▸ EXERCISE PROMPT:
From the records below, extract only the lines running from the line with "summary.top_ases.len()" to the line with "let dir = TempDir::new().unwrap();", both lines included, reproducing them exactly.

### INFORMATION SHOWN ###

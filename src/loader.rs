//! Where snapshots come from.

use std::{
    collections::HashMap,
    fs::File,
    io::BufReader,
    path::{Path, PathBuf},
};

use bzip2::read::MultiBzDecoder;

use crate::{
    config::RecordPolicy,
    error::{Error, Result},
    snapshot::Snapshot,
};

/// Resolves a source identifier into a loaded snapshot.
///
/// Implementations return [`Error::SourceNotFound`] when the identifier does
/// not name an existing source.
pub trait SnapshotSource {
    fn load(&self, source_id: &str, policy: RecordPolicy) -> Result<Snapshot>;
}

/// Reads RIB dumps from disk. Identifiers are file paths, resolved against an
/// optional base directory. Files ending in `.bz2` are decompressed on the fly.
#[derive(Debug, Clone, Default)]
pub struct FileSource {
    base_dir: Option<PathBuf>,
}

impl FileSource {
    pub fn new() -> Self {
        Self::default()
    }

    pub fn with_base_dir(mut self, dir: impl Into<PathBuf>) -> Self {
        self.base_dir = Some(dir.into());
        self
    }

    fn resolve(&self, source_id: &str) -> PathBuf {
        match &self.base_dir {
            Some(dir) => dir.join(source_id),
            None => PathBuf::from(source_id),
        }
    }
}

fn is_bzip2(path: &Path) -> bool {
    path.extension().map_or(false, |ext| ext == "bz2")
}

impl SnapshotSource for FileSource {
    fn load(&self, source_id: &str, policy: RecordPolicy) -> Result<Snapshot> {
        let path = self.resolve(source_id);
        if !path.is_file() {
            return Err(Error::SourceNotFound {
                source_id: source_id.to_string(),
            });
        }

        let file = File::open(&path).map_err(|e| Error::io(source_id, e))?;

        if is_bzip2(&path) {
            Snapshot::from_reader(source_id, BufReader::new(MultiBzDecoder::new(file)), policy)
        } else {
            Snapshot::from_reader(source_id, BufReader::new(file), policy)
        }
    }
}

/// Serves dumps held in memory, keyed by source identifier.
#[derive(Debug, Clone, Default)]
pub struct MemorySource {
    dumps: HashMap<String, String>,
}

impl MemorySource {
    pub fn new() -> Self {
        Self::default()
    }

    pub fn with(mut self, source_id: impl Into<String>, dump: impl Into<String>) -> Self {
        self.insert(source_id, dump);
        self
    }

    pub fn insert(&mut self, source_id: impl Into<String>, dump: impl Into<String>) {
        self.dumps.insert(source_id.into(), dump.into());
    }
}

impl SnapshotSource for MemorySource {
    fn load(&self, source_id: &str, policy: RecordPolicy) -> Result<Snapshot> {
        let dump = self
            .dumps
            .get(source_id)
            .ok_or_else(|| Error::SourceNotFound {
                source_id: source_id.to_string(),
            })?;
        Snapshot::from_reader(source_id, dump.as_bytes(), policy)
    }
}
//! Human-readable rendering of a [`StabilityReport`].

use std::fmt;

use crate::{
    analysis::StabilityReport,
    compare::PairwiseComparison,
    config::NewRouteBase,
    summary::SnapshotSummary,
};

/// Plain-text view of a report, all figures with two decimals.
pub struct TextReport<'a>(pub &'a StabilityReport);

pub fn render_text(report: &StabilityReport) -> String {
    TextReport(report).to_string()
}

impl fmt::Display for TextReport<'_> {
    fn fmt(&self, f: &mut fmt::Formatter<'_>) -> fmt::Result {
        let report = self.0;

        writeln!(f, "=== BGP STABILITY ANALYSIS ACROSS SNAPSHOTS ===")?;
        writeln!(f)?;

        for (i, summary) in report.snapshots.iter().enumerate() {
            write_summary(f, i + 1, summary)?;
        }

        writeln!(f, "=== Consecutive snapshot comparisons ===")?;
        writeln!(f)?;
        for comparison in &report.comparisons {
            write_comparison(f, comparison)?;
        }

        let agg = &report.aggregate;
        writeln!(f, "=== Global metrics ===")?;
        writeln!(f, "Prefixes present in ALL snapshots: {}", agg.universal.len())?;
        writeln!(
            f,
            "Share of first-snapshot prefixes present in all: {:.2}%",
            agg.perc_universal
        )?;
        writeln!(
            f,
            "Totally stable prefixes (AS_PATH unchanged across all snapshots): {}",
            agg.totally_stable.len()
        )?;
        writeln!(f, "Totally stable share: {:.2}%", agg.perc_totally_stable)
    }
}

fn write_summary(
    f: &mut fmt::Formatter<'_>,
    position: usize,
    summary: &SnapshotSummary,
) -> fmt::Result {
    writeln!(f, "Snapshot {}: {}", position, summary.source)?;
    writeln!(f, "  Routes: {}", summary.route_count)?;
    if summary.skipped_records > 0 {
        writeln!(f, "  Skipped malformed records: {}", summary.skipped_records)?;
    }
    writeln!(f, "  Mean AS_PATH length: {:.2}", summary.avg_path_length)?;
    writeln!(
        f,
        "  Distinct ASes: {} | AS links: {}",
        summary.distinct_ases, summary.as_links
    )?;
    writeln!(
        f,
        "  Top {} most frequent ASes (AS, count):",
        summary.top_ases.len()
    )?;
    for freq in &summary.top_ases {
        writeln!(f, "    {}: {}", freq.asn, freq.count)?;
    }
    writeln!(f)
}

fn write_comparison(f: &mut fmt::Formatter<'_>, cmp: &PairwiseComparison) -> fmt::Result {
    let pct = &cmp.percentages;
    let avg = &cmp.avg_path_length;
    let new_base = match cmp.new_route_base {
        NewRouteBase::Earlier => "",
        NewRouteBase::Later => " of final",
    };

    writeln!(f, "Comparison: {} -> {}", cmp.from, cmp.to)?;
    writeln!(
        f,
        "  Routes in initial snapshot: {} | Routes in final snapshot: {}",
        cmp.total_before, cmp.total_after
    )?;
    writeln!(f, "  Stable: {} ({:.2}%)", cmp.counts.stable, pct.stable)?;
    writeln!(f, "  AS_PATH changed: {} ({:.2}%)", cmp.counts.changed, pct.changed)?;
    writeln!(
        f,
        "  Disappeared: {} ({:.2}%)",
        cmp.counts.disappeared, pct.disappeared
    )?;
    writeln!(
        f,
        "  New in final snapshot: {} ({:.2}%{})",
        cmp.counts.new, pct.new, new_base
    )?;
    writeln!(f, "  Mean AS_PATH length (stable): {:.2}", avg.stable)?;
    writeln!(f, "  Mean AS_PATH length (before change): {:.2}", avg.changed_before)?;
    writeln!(f, "  Mean AS_PATH length (after change): {:.2}", avg.changed_after)?;
    writeln!(f, "  Mean AS_PATH length (disappeared): {:.2}", avg.disappeared)?;
    writeln!(f, "  Mean AS_PATH length (new): {:.2}", avg.new)?;
    writeln!(f)
}
//! Tests for the rib-stability binary: option layering and exit status.

use std::{
    fs,
    path::Path,
    process::{Command, Output},
};

use tempfile::TempDir;

const RIB_A: &str = "\
=|10.0.0.0/8|3356 174 64512|192.0.2.1|
=|11.0.0.0/8|6939 64513|192.0.2.1|
not a record
";

const RIB_B: &str = "\
=|10.0.0.0/8|3356 174 64512|192.0.2.1|
=|12.0.0.0/8|1299 64514|192.0.2.1|
";

fn setup(config: &str) -> TempDir {
    let dir = TempDir::new().unwrap();
    fs::write(dir.path().join("a.out"), RIB_A).unwrap();
    fs::write(dir.path().join("b.out"), RIB_B).unwrap();
    fs::write(dir.path().join("rib-stability.toml"), config).unwrap();
    dir
}

fn run(dir: &Path, args: &[&str]) -> Output {
    Command::new(env!("CARGO_BIN_EXE_rib-stability"))
        .env_remove("RUST_LOG")
        .arg("--base-dir")
        .arg(dir)
        .arg("--config")
        .arg(dir.join("rib-stability.toml"))
        .args(args)
        .output()
        .expect("failed to execute rib-stability")
}

fn json_report(output: &Output) -> serde_json::Value {
    assert!(
        output.status.success(),
        "stderr: {}",
        String::from_utf8_lossy(&output.stderr)
    );
    serde_json::from_slice(&output.stdout).unwrap()
}

#[test]
fn test_config_file_is_used() {
    let dir = setup("top_k = 1\nnew_route_base = \"later\"\n");

    let report = json_report(&run(dir.path(), &["--format", "json", "a.out", "b.out"]));

    assert_eq!(report["snapshots"][0]["top_ases"].as_array().unwrap().len(), 1);
    assert_eq!(report["comparisons"][0]["new_route_base"], "later");
    assert_eq!(report["snapshots"][0]["skipped_records"], 1);
}

#[test]
fn test_flags_override_config_file() {
    let dir = setup("top_k = 1\nnew_route_base = \"later\"\n");

    let report = json_report(&run(
        dir.path(),
        &["--format", "json", "--top-k", "3", "a.out", "b.out"],
    ));

    assert_eq!(report["snapshots"][0]["top_ases"].as_array().unwrap().len(), 3);
    // no --new-route-base flag, the file value stays
    assert_eq!(report["comparisons"][0]["new_route_base"], "later");
}

#[test]
fn test_strict_flag_overrides_config_file() {
    let dir = setup("malformed_records = \"skip\"\n");

    let output = run(dir.path(), &["--strict", "a.out", "b.out"]);

    assert_eq!(output.status.code(), Some(1));
    let stderr = String::from_utf8_lossy(&output.stderr);
    assert!(stderr.contains("Error: "), "stderr: {}", stderr);
    assert!(stderr.contains("line 3"), "stderr: {}", stderr);
}

#[test]
fn test_zero_top_k_flag_is_rejected() {
    let dir = setup("top_k = 5\n");

    let output = run(dir.path(), &["--top-k", "0", "a.out"]);

    assert_eq!(output.status.code(), Some(1));
    let stderr = String::from_utf8_lossy(&output.stderr);
    assert!(stderr.contains("Error: "), "stderr: {}", stderr);
    assert!(stderr.contains("top_k"), "stderr: {}", stderr);
    assert!(output.stdout.is_empty());
}

#[test]
fn test_missing_source_exits_with_error() {
    let dir = setup("");

    let output = run(dir.path(), &["a.out", "missing.out"]);

    assert_eq!(output.status.code(), Some(1));
    let stderr = String::from_utf8_lossy(&output.stderr);
    assert!(stderr.contains("Error: "), "stderr: {}", stderr);
    assert!(stderr.contains("missing.out"), "stderr: {}", stderr);
    assert!(output.stdout.is_empty());
}

#[test]
fn test_skipped_records_are_not_logged_per_line_by_default() {
    let dir = setup("");

    let output = run(dir.path(), &["a.out", "b.out"]);

    assert!(output.status.success());
    let stderr = String::from_utf8_lossy(&output.stderr);
    assert!(!stderr.contains("skipping record"), "stderr: {}", stderr);
    assert!(stderr.contains("skipped malformed records"), "stderr: {}", stderr);
}
//! Structured logging setup.
//!
//! Call [`init`] once at startup. Library code only emits `tracing` events;
//! nothing is printed unless a subscriber is installed.

use std::sync::Once;

use tracing_subscriber::{util::SubscriberInitExt, EnvFilter};

/// Log the start of a pipeline operation.
macro_rules! log_op_start {
    ($op:expr) => {
        tracing::info!(op = $op, event = "start")
    };
    ($op:expr, $($field:tt)*) => {
        tracing::info!(op = $op, event = "start", $($field)*)
    };
}

/// Log the successful end of a pipeline operation.
macro_rules! log_op_end {
    ($op:expr, duration_ms = $duration:expr) => {
        tracing::info!(op = $op, event = "end", duration_ms = $duration)
    };
    ($op:expr, duration_ms = $duration:expr, $($field:tt)*) => {
        tracing::info!(op = $op, event = "end", duration_ms = $duration, $($field)*)
    };
}

#[derive(Debug, Clone, Copy, PartialEq, Eq)]
pub enum Profile {
    /// Human-readable output, `info` level by default.
    Development,
    /// JSON lines, `info` level by default.
    Production,
    /// No output; tests install their own subscribers.
    Test,
}

/// Filter used when `RUST_LOG` is unset. Per-record events sit at `debug`
/// and stay hidden unless asked for.
pub fn default_filter(profile: Profile) -> &'static str {
    match profile {
        Profile::Development | Profile::Production => "rib_stability=info",
        Profile::Test => "off",
    }
}

static INIT_ONCE: Once = Once::new();

/// Install the global subscriber for `profile`. `RUST_LOG` overrides the
/// default filter. Later calls are no-ops.
pub fn init(profile: Profile) {
    INIT_ONCE.call_once(|| match profile {
        Profile::Development => {
            tracing_subscriber::fmt()
                .with_env_filter(
                    EnvFilter::try_from_default_env()
                        .unwrap_or_else(|_| EnvFilter::new(default_filter(profile))),
                )
                .with_writer(std::io::stderr)
                .init();
        }
        Profile::Production => {
            tracing_subscriber::fmt()
                .json()
                .with_env_filter(
                    EnvFilter::try_from_default_env()
                        .unwrap_or_else(|_| EnvFilter::new(default_filter(profile))),
                )
                .with_writer(std::io::stderr)
                .init();
        }
        Profile::Test => {
            tracing_subscriber::registry().init();
        }
    });
}

#[cfg(test)]
mod tests {
    use super::*;

    #[test]
    fn test_init_idempotent() {
        init(Profile::Test);
        init(Profile::Test);
        init(Profile::Development);
    }

    #[test]
    fn test_default_filter_hides_per_record_events() {
        assert_eq!(default_filter(Profile::Development), "rib_stability=info");
        assert_eq!(default_filter(Profile::Production), "rib_stability=info");
        assert_eq!(default_filter(Profile::Test), "off");
    }
}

###

▸ ANSWER SPACE:
        summary.top_ases.len()
    )?;
    for freq in &summary.top_ases {
        writeln!(f, "    {}: {}", freq.asn, freq.count)?;
    }
    writeln!(f)
}

fn write_comparison(f: &mut fmt::Formatter<'_>, cmp: &PairwiseComparison) -> fmt::Result {
    let pct = &cmp.percentages;
    let avg = &cmp.avg_path_length;
    let new_base = match cmp.new_route_base {
        NewRouteBase::Earlier => "",
        NewRouteBase::Later => " of final",
    };

    writeln!(f, "Comparison: {} -> {}", cmp.from, cmp.to)?;
    writeln!(
        f,
        "  Routes in initial snapshot: {} | Routes in final snapshot: {}",
        cmp.total_before, cmp.total_after
    )?;
    writeln!(f, "  Stable: {} ({:.2}%)", cmp.counts.stable, pct.stable)?;
    writeln!(f, "  AS_PATH changed: {} ({:.2}%)", cmp.counts.changed, pct.changed)?;
    writeln!(
        f,
        "  Disappeared: {} ({:.2}%)",
        cmp.counts.disappeared, pct.disappeared
    )?;
    writeln!(
        f,
        "  New in final snapshot: {} ({:.2}%{})",
        cmp.counts.new, pct.new, new_base
    )?;
    writeln!(f, "  Mean AS_PATH length (stable): {:.2}", avg.stable)?;
    writeln!(f, "  Mean AS_PATH length (before change): {:.2}", avg.changed_before)?;
    writeln!(f, "  Mean AS_PATH length (after change): {:.2}", avg.changed_after)?;
    writeln!(f, "  Mean AS_PATH length (disappeared): {:.2}", avg.disappeared)?;
    writeln!(f, "  Mean AS_PATH length (new): {:.2}", avg.new)?;
    writeln!(f)
}
//! Tests for the rib-stability binary: option layering and exit status.

use std::{
    fs,
    path::Path,
    process::{Command, Output},
};

use tempfile::TempDir;

const RIB_A: &str = "\
=|10.0.0.0/8|3356 174 64512|192.0.2.1|
=|11.0.0.0/8|6939 64513|192.0.2.1|
not a record
";

const RIB_B: &str = "\
=|10.0.0.0/8|3356 174 64512|192.0.2.1|
=|12.0.0.0/8|1299 64514|192.0.2.1|
";

fn setup(config: &str) -> TempDir {
    let dir = TempDir::new().unwrap();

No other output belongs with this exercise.